Confused, when Lance asked her to dance, she went with him, her hand limp in his.
* * * *
A flare of bronze first sparked in the corner of his eye and he turned to watch, forgetting his conversation. She walked down the dance in her mask, her hair up in a caul, her shoulders very stiff, spine straight. There might have been no one else present, for he saw only her. It felt as if his heart was burning. She looked smaller somehow. Perhaps it was the ornate gown, which almost seemed to wear her, instead of the other way about. He’d never seen her like this, Lucy in her natural habitat, surrounded by finery, gleaming with jewels, a feathered fan fluttering in her small fingers.
T
hen he focused on the man at her side. Tall. Handsome. Certainly not Winton.
“There is Lucasta Collyer Winton,” his brother-in-law confirmed. “My wife tells me you have some business to discuss with the lady.”
“Yes,” was the curt reply. He watched his lover turn and walk back down the dance. “I suppose my sister didn’t tell you what that business is?”
“Indeed, she did not. I’m generally the last to know anything.”
John rubbed one hand across his mouth. “I mean to take that lady home with me. She’ll have other ideas, I expect.”
His brother-in-law squinted. “The lady has a husband.”
“I’m aware of the fact.”
“I see.” Sadly acquainted with the bull-headed determination running a broad streak through the Carver family, the Earl had nothing more to say. He knew what little point there was in arguing.
“Who is that fellow dancing with her?” John demanded. “He’s looking smug now, but he won’t be soon when he has none of those fine teeth left in his mouth.”
“That gentleman with whom she dances, is her brother, Lancelot Collyer.”
John cleared his throat, took a breath. “Oh.” He flexed his fingers, stretching them out until the knuckles clicked. Her brother.
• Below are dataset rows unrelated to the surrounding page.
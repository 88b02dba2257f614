//! Application startup and lifecycle management.

use crate::config::Config;
use crate::handlers;
use crate::services::PayPalClient;
use axum::{
    middleware::from_fn,
    routing::{get, post},
    Router,
};
use service_core::error::AppError;
use service_core::middleware::{metrics::metrics_middleware, tracing::request_id_middleware};
use std::net::SocketAddr;
use tokio::net::TcpListener;
use tower_http::cors::{Any, CorsLayer};
use tower_http::trace::TraceLayer;

/// Shared application state. Immutable after startup.
#[derive(Clone)]
pub struct AppState {
    pub config: Config,
    pub paypal: PayPalClient,
}

/// Build the router with every route and middleware layer.
pub fn router(state: AppState) -> Router {
    Router::new()
        .route("/health", get(handlers::health_check))
        .route("/ready", get(handlers::readiness_check))
        .route("/metrics", get(handlers::metrics_endpoint))
        .route("/api/orders", post(handlers::orders::create_order))
        // Capture takes an order id, refund a capture id. Both sit in the same
        // segment, so the router needs one parameter name for them.
        .route(
            "/api/orders/:id/capture",
            post(handlers::orders::capture_order),
        )
        .route(
            "/api/orders/:id/refund",
            post(handlers::orders::refund_capture),
        )
        .route(
            "/api/generate-token",
            post(handlers::identity::generate_token),
        )
        .fallback(handlers::not_found)
        .layer(from_fn(metrics_middleware))
        .layer(
            TraceLayer::new_for_http().make_span_with(|request: &axum::http::Request<_>| {
                let request_id = request
                    .headers()
                    .get("x-request-id")
                    .and_then(|value| value.to_str().ok())
                    .unwrap_or("-");

                tracing::info_span!(
                    "http_request",
                    request_id = %request_id,
                    method = %request.method(),
                    uri = %request.uri(),
                    version = ?request.version(),
                )
            }),
        )
        // Outside the trace layer so the span sees a generated id too.
        .layer(from_fn(request_id_middleware))
        .layer(
            CorsLayer::new()
                .allow_origin(Any)
                .allow_methods(Any)
                .allow_headers(Any),
        )
        .with_state(state)
}

/// Application container for managing server lifecycle.
pub struct Application {
    port: u16,
    listener: TcpListener,
    state: AppState,
}

impl Application {
    /// Build the application with the given configuration.
    pub async fn build(config: Config) -> Result<Self, AppError> {
        let paypal = PayPalClient::new(config.paypal.clone());
        if paypal.is_configured() {
            tracing::info!(api_base_url = %paypal.api_base_url(), "PayPal client initialized");
        } else {
            tracing::warn!("PayPal credentials are empty - relay calls will fail");
        }

        let state = AppState {
            config: config.clone(),
            paypal,
        };

        // Port 0 binds a random port for testing
        let addr: SocketAddr = format!("{}:{}", config.server.host, config.server.port)
            .parse()
            .map_err(|e| {
                AppError::ConfigError(anyhow::anyhow!(
                    "Invalid listen address {}:{}: {}",
                    config.server.host,
                    config.server.port,
                    e
                ))
            })?;
        let listener = TcpListener::bind(addr).await.map_err(|e| {
            tracing::error!("Failed to bind HTTP listener to {}: {}", addr, e);
            AppError::from(e)
        })?;
        let port = listener.local_addr()?.port();

        tracing::info!("PayPal relay listening on port {}", port);

        Ok(Self {
            port,
            listener,
            state,
        })
    }

    /// Get the port the server is listening on.
    pub fn port(&self) -> u16 {
        self.port
    }

    /// Run the application until stopped.
    pub async fn run_until_stopped(self) -> std::io::Result<()> {
        axum::serve(self.listener, router(self.state)).await
    }
}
“A very fine young man in my employ. Perhaps you’d care for an introduction?”
He wondered if her brother would try standing in his way and if so, how best he might be handled. Just then, she looked over at him. Despite the mask, her saw her eyes flicker, that lush green gold spark betraying her emotions. “Later,” he snapped to his brother-in-law. “I’ve other business first.”
* * * *
“Ah, the Earl signals,” Lance whispered as the dance finished. “Duty calls.”
Hurriedly she backed away toward the punch bowl, suggesting she would wait for him there. Under no circumstances could she cross those tiles and stand near the man in the blue doublet, whoever he was. “I expect the Earl wants to know when you plan to marry his daughter, Lady Catherine,” she teased, her voice deceptively light.